Re: [PATCH v2 5/5] doc: watchdog: Document buddy detector
From: Doug Anderson
Date: Mon Mar 23 2026 - 18:51:12 EST
Hi,
On Mon, Mar 23, 2026 at 10:26 AM Petr Mladek <pmladek@xxxxxxxx> wrote:
>
> From f1cfdc330cfbc68568dfe6bf2513bde9373c89d7 Mon Sep 17 00:00:00 2001
> From: Petr Mladek <pmladek@xxxxxxxx>
> Date: Mon, 23 Mar 2026 18:21:38 +0100
> Subject: [PATCH] doc: watchdog: Futher improvements
>
> Signed-off-by: Petr Mladek <pmladek@xxxxxxxx>
> ---
> .../admin-guide/lockup-watchdogs.rst | 44 ++++++++++---------
> 1 file changed, 24 insertions(+), 20 deletions(-)
>
> diff --git a/Documentation/admin-guide/lockup-watchdogs.rst b/Documentation/admin-guide/lockup-watchdogs.rst
> index 7ae7ce3abd2c..d0773edf3396 100644
> --- a/Documentation/admin-guide/lockup-watchdogs.rst
> +++ b/Documentation/admin-guide/lockup-watchdogs.rst
> @@ -41,31 +41,35 @@ is a trade-off between fast response to lockups and detection overhead.
> Implementation
> ==============
>
> -The soft lockup detector is built on top of the hrtimer subsystem.
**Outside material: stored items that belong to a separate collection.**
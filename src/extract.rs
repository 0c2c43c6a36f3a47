//! Text extraction for uploaded knowledge documents.
//!
//! Callers supply bytes plus a content type (or a file name to infer one
//! from); this module returns plain UTF-8 text. Failures are per-document
//! and never panic, so the ingestion pipeline can skip the item and go on.

use std::panic::{catch_unwind, AssertUnwindSafe};
use std::path::Path;

pub const MIME_PDF: &str = "application/pdf";
pub const MIME_TEXT: &str = "text/plain";
pub const MIME_MARKDOWN: &str = "text/markdown";

#[derive(Debug, thiserror::Error)]
pub enum ExtractError {
    #[error("unsupported content-type: {0}")]
    UnsupportedContentType(String),
    #[error("PDF extraction failed: {0}")]
    Pdf(String),
    #[error("text is not valid UTF-8: {0}")]
    Encoding(#[from] std::string::FromUtf8Error),
}

/// Maps a file extension to one of the supported content types.
pub fn content_type_for(file_name: &str) -> Option<&'static str> {
    let ext = Path::new(file_name)
        .extension()?
        .to_str()?
        .to_ascii_lowercase();
    match ext.as_str() {
        "pdf" => Some(MIME_PDF),
        "txt" | "text" => Some(MIME_TEXT),
        "md" | "markdown" => Some(MIME_MARKDOWN),
        _ => None,
    }
}

/// Picks the effective content type: a specific declared type wins, while
/// empty or generic declarations fall back to the file extension.
pub fn resolve_content_type(declared: &str, file_name: &str) -> String {
    let declared = declared
        .split(';')
        .next()
        .unwrap_or_default()
        .trim()
        .to_ascii_lowercase();
    if declared.is_empty() || declared == "application/octet-stream" {
        content_type_for(file_name)
            .map(str::to_string)
            .unwrap_or(declared)
    } else {
        declared
    }
}

pub fn extract_text(bytes: &[u8], content_type: &str) -> Result<String, ExtractError> {
    match content_type {
        MIME_PDF => extract_pdf(bytes),
        MIME_TEXT | MIME_MARKDOWN => extract_plain(bytes),
        _ => Err(ExtractError::UnsupportedContentType(
            content_type.to_string(),
        )),
    }
}

/// `pdf_extract` panics on some malformed documents (unknown font
/// encodings among them), so the call is isolated and a panic becomes an
/// ordinary per-file error.
fn extract_pdf(bytes: &[u8]) -> Result<String, ExtractError> {
    match catch_unwind(AssertUnwindSafe(|| pdf_extract::extract_text_from_mem(bytes))) {
        Ok(result) => result.map_err(|e| ExtractError::Pdf(e.to_string())),
        Err(payload) => Err(ExtractError::Pdf(format!(
            "extractor panicked: {}",
            panic_message(payload.as_ref())
        ))),
    }
}

fn panic_message(payload: &(dyn std::any::Any + Send)) -> &str {
    if let Some(s) = payload.downcast_ref::<&str>() {
        s
    } else if let Some(s) = payload.downcast_ref::<String>() {
        s.as_str()
    } else {
        "unknown panic"
    }
}

fn extract_plain(bytes: &[u8]) -> Result<String, ExtractError> {
    let bytes = bytes.strip_prefix(b"\xEF\xBB\xBF").unwrap_or(bytes);
    Ok(String::from_utf8(bytes.to_vec())?)
}

/// Builds a one-page PDF that shows `phrase` in Helvetica with the given
/// font encoding name. Offsets in the xref table are computed, not guessed.
#[cfg(test)]
pub(crate) fn sample_pdf(phrase: &str, encoding: &str) -> Vec<u8> {
    let content = format!("BT /F1 12 Tf 100 700 Td ({}) Tj ET", phrase);
    let mut out = Vec::new();
    let mut offsets = Vec::new();
    out.extend_from_slice(b"%PDF-1.4\n");
    offsets.push(out.len());
    out.extend_from_slice(b"1 0 obj << /Type /Catalog /Pages 2 0 R >> endobj\n");
    offsets.push(out.len());
    out.extend_from_slice(b"2 0 obj << /Type /Pages /Kids [3 0 R] /Count 1 >> endobj\n");
    offsets.push(out.len());
    out.extend_from_slice(b"3 0 obj << /Type /Page /Parent 2 0 R /MediaBox [0 0 612 792] /Contents 4 0 R /Resources << /Font << /F1 5 0 R >> >> >> endobj\n");
    offsets.push(out.len());
    out.extend_from_slice(
        format!(
            "4 0 obj << /Length {} >> stream\n{}\nendstream endobj\n",
            content.len(),
            content
        )
        .as_bytes(),
    );
    offsets.push(out.len());
    out.extend_from_slice(
        format!(
            "5 0 obj << /Type /Font /Subtype /Type1 /BaseFont /Helvetica /Encoding /{} >> endobj\n",
            encoding
        )
        .as_bytes(),
    );
    let xref_start = out.len();
    out.extend_from_slice(b"xref\n0 6\n");
    out.extend_from_slice(format!("{:010} 65535 f \n", 0).as_bytes());
    for offset in offsets {
        out.extend_from_slice(format!("{:010} 00000 n \n", offset).as_bytes());
    }
    out.extend_from_slice(b"trailer << /Size 6 /Root 1 0 R >>\nstartxref\n");
    out.extend_from_slice(format!("{}\n", xref_start).as_bytes());
    out.extend_from_slice(b"%%EOF\n");
    out
}
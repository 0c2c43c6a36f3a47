//! TOML configuration and environment secrets.
//!
//! Every section has defaults, so a missing config file yields a usable
//! [`Config`]. Secrets (the completion API key and the admin secret) never
//! live in the file; the file only names the environment variables that
//! hold them. See [`Secrets::from_env`].

use anyhow::{bail, Context, Result};
use serde::Deserialize;
use std::path::{Path, PathBuf};

use crate::prompt::PromptMode;

#[derive(Debug, Deserialize, Clone, Default)]
pub struct Config {
    #[serde(default)]
    pub knowledge: KnowledgeConfig,
    #[serde(default)]
    pub completion: CompletionConfig,
    #[serde(default)]
    pub chat: ChatConfig,
    #[serde(default)]
    pub admin: AdminConfig,
    #[serde(default)]
    pub server: ServerConfig,
}

#[derive(Debug, Deserialize, Clone)]
pub struct KnowledgeConfig {
    #[serde(default = "default_knowledge_path")]
    pub path: PathBuf,
    /// Maximum characters kept in the knowledge file.
    #[serde(default = "default_max_chars")]
    pub max_chars: usize,
}

impl Default for KnowledgeConfig {
    fn default() -> Self {
        Self {
            path: default_knowledge_path(),
            max_chars: default_max_chars(),
        }
    }
}

fn default_knowledge_path() -> PathBuf {
    PathBuf::from("./data/knowledge.txt")
}
fn default_max_chars() -> usize {
    4500
}

#[derive(Debug, Deserialize, Clone)]
pub struct CompletionConfig {
    #[serde(default = "default_endpoint")]
    pub endpoint: String,
    #[serde(default = "default_model")]
    pub model: String,
    #[serde(default = "default_max_output_tokens")]
    pub max_output_tokens: u32,
    #[serde(default = "default_temperature")]
    pub temperature: f32,
    #[serde(default = "default_timeout_secs")]
    pub timeout_secs: u64,
    /// Name of the environment variable holding the bearer token.
    #[serde(default = "default_api_key_env")]
    pub api_key_env: String,
}

impl Default for CompletionConfig {
    fn default() -> Self {
        Self {
            endpoint: default_endpoint(),
            model: default_model(),
            max_output_tokens: default_max_output_tokens(),
            temperature: default_temperature(),
            timeout_secs: default_timeout_secs(),
            api_key_env: default_api_key_env(),
        }
    }
}

fn default_endpoint() -> String {
    "https://openrouter.ai/api/v1/chat/completions".to_string()
}
fn default_model() -> String {
    "nvidia/nemotron-3-nano-30b-a3b:free".to_string()
}
fn default_max_output_tokens() -> u32 {
    80
}
fn default_temperature() -> f32 {
    0.4
}
fn default_timeout_secs() -> u64 {
    30
}
fn default_api_key_env() -> String {
    "OPENROUTER_API_KEY".to_string()
}

#[derive(Debug, Deserialize, Clone)]
pub struct ChatConfig {
    #[serde(default)]
    pub mode: PromptMode,
    /// Number of most recent turns (including the pending one) sent as context.
    #[serde(default = "default_history_turns")]
    pub history_turns: usize,
    /// Cap on each per-session log; oldest entries are evicted first.
    #[serde(default = "default_max_history")]
    pub max_history: usize,
    #[serde(default = "default_greeting")]
    pub greeting: String,
    /// Replaces the built-in instruction for `mode` when set.
    #[serde(default)]
    pub system_instruction: Option<String>,
}

impl Default for ChatConfig {
    fn default() -> Self {
        Self {
            mode: PromptMode::default(),
            history_turns: default_history_turns(),
            max_history: default_max_history(),
            greeting: default_greeting(),
            system_instruction: None,
        }
    }
}

fn default_history_turns() -> usize {
    3
}
fn default_max_history() -> usize {
    200
}
fn default_greeting() -> String {
    "Hi! I'm here to help you. Ask me anything!".to_string()
}

/// How the admin secret is entered.
#[derive(Debug, Deserialize, Clone, Copy, PartialEq, Eq, Default)]
#[serde(rename_all = "lowercase")]
pub enum UnlockMethod {
    /// Typed inline in the chat stream while the admin context is active.
    #[default]
    Chat,
    /// Submitted through the dedicated unlock endpoint.
    Password,
}

#[derive(Debug, Deserialize, Clone)]
pub struct AdminConfig {
    #[serde(default)]
    pub unlock: UnlockMethod,
    #[serde(default = "default_secret_env")]
    pub secret_env: String,
    #[serde(default = "default_max_failed_attempts")]
    pub max_failed_attempts: u32,
    #[serde(default = "default_lockout_secs")]
    pub lockout_secs: u64,
}

impl Default for AdminConfig {
    fn default() -> Self {
        Self {
            unlock: UnlockMethod::default(),
            secret_env: default_secret_env(),
            max_failed_attempts: default_max_failed_attempts(),
            lockout_secs: default_lockout_secs(),
        }
    }
}

fn default_secret_env() -> String {
    "KCHAT_ADMIN_SECRET".to_string()
}
fn default_max_failed_attempts() -> u32 {
    5
}
fn default_lockout_secs() -> u64 {
    300
}

#[derive(Debug, Deserialize, Clone)]
pub struct ServerConfig {
    #[serde(default = "default_bind")]
    pub bind: String,
    /// Sessions untouched for this long are dropped.
    #[serde(default = "default_session_idle_secs")]
    pub session_idle_secs: u64,
}

impl Default for ServerConfig {
    fn default() -> Self {
        Self {
            bind: default_bind(),
            session_idle_secs: default_session_idle_secs(),
        }
    }
}

fn default_bind() -> String {
    "127.0.0.1:8501".to_string()
}

fn default_session_idle_secs() -> u64 {
    3600
}

/// Loads and validates the configuration.
///
/// A missing file is not an error; all defaults apply.
pub fn load_config(path: &Path) -> Result<Config> {
    let config = if path.exists() {
        let content = std::fs::read_to_string(path)
            .with_context(|| format!("Failed to read config file: {}", path.display()))?;
        parse_config(&content)?
    } else {
        tracing::debug!(path = %path.display(), "config file not found, using defaults");
        Config::default()
    };

    validate(&config)?;
    Ok(config)
}

pub fn parse_config(content: &str) -> Result<Config> {
    toml::from_str(content).with_context(|| "Failed to parse config file")
}

fn validate(config: &Config) -> Result<()> {
    if config.knowledge.max_chars == 0 {
        bail!("knowledge.max_chars must be > 0");
    }

    if config.completion.endpoint.trim().is_empty() {
        bail!("completion.endpoint must not be empty");
    }
    if config.completion.model.trim().is_empty() {
        bail!("completion.model must not be empty");
    }
    if config.completion.max_output_tokens == 0 {
        bail!("completion.max_output_tokens must be > 0");
    }
    if !(0.0..=2.0).contains(&config.completion.temperature) {
        bail!("completion.temperature must be in [0.0, 2.0]");
    }
    if config.completion.timeout_secs == 0 {
        bail!("completion.timeout_secs must be > 0");
    }

    if config.chat.max_history == 0 {
        bail!("chat.max_history must be > 0");
    }

    if config.admin.max_failed_attempts == 0 {
        bail!("admin.max_failed_attempts must be >= 1");
    }

    if config.server.session_idle_secs == 0 {
        bail!("server.session_idle_secs must be > 0");
    }

    Ok(())
}

/// Secrets resolved from the environment at startup.
#[derive(Clone)]
pub struct Secrets {
    pub api_key: String,
    pub admin_secret: String,
}

impl std::fmt::Debug for Secrets {
    fn fmt(&self, f: &mut std::fmt::Formatter<'_>) -> std::fmt::Result {
        f.debug_struct("Secrets")
            .field("api_key", &"<redacted>")
            .field("admin_secret", &"<redacted>")
            .finish()
    }
}

impl Secrets {
    /// Reads both secrets. Fails when either variable is unset or blank;
    /// there is no built-in admin secret.
    pub fn from_env(config: &Config) -> Result<Self> {
        Ok(Self {
            api_key: api_key_from_env(config)?,
            admin_secret: required_env(&config.admin.secret_env, "admin secret")?,
        })
    }
}

/// Reads only the completion API key (for commands that never unlock admin).
pub fn api_key_from_env(config: &Config) -> Result<String> {
    required_env(&config.completion.api_key_env, "completion API key")
}

fn required_env(var: &str, what: &str) -> Result<String> {
    match std::env::var(var) {
        Ok(v) if !v.trim().is_empty() => Ok(v),
        _ => bail!("{} missing: set the {} environment variable", what, var),
    }
}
> -The hard lockup detector is built on top of the perf subsystem
> -(on architectures that support it) or uses an SMP "buddy" system.
> -
> -Softlockup Detector
> --------------------
> -
> -The watchdog job runs in a stop scheduling thread that updates a
> -timestamp every time it is scheduled. If that timestamp is not updated
> -for 2*watchdog_thresh seconds (the softlockup threshold) the
> -'softlockup detector' (coded inside the hrtimer callback function)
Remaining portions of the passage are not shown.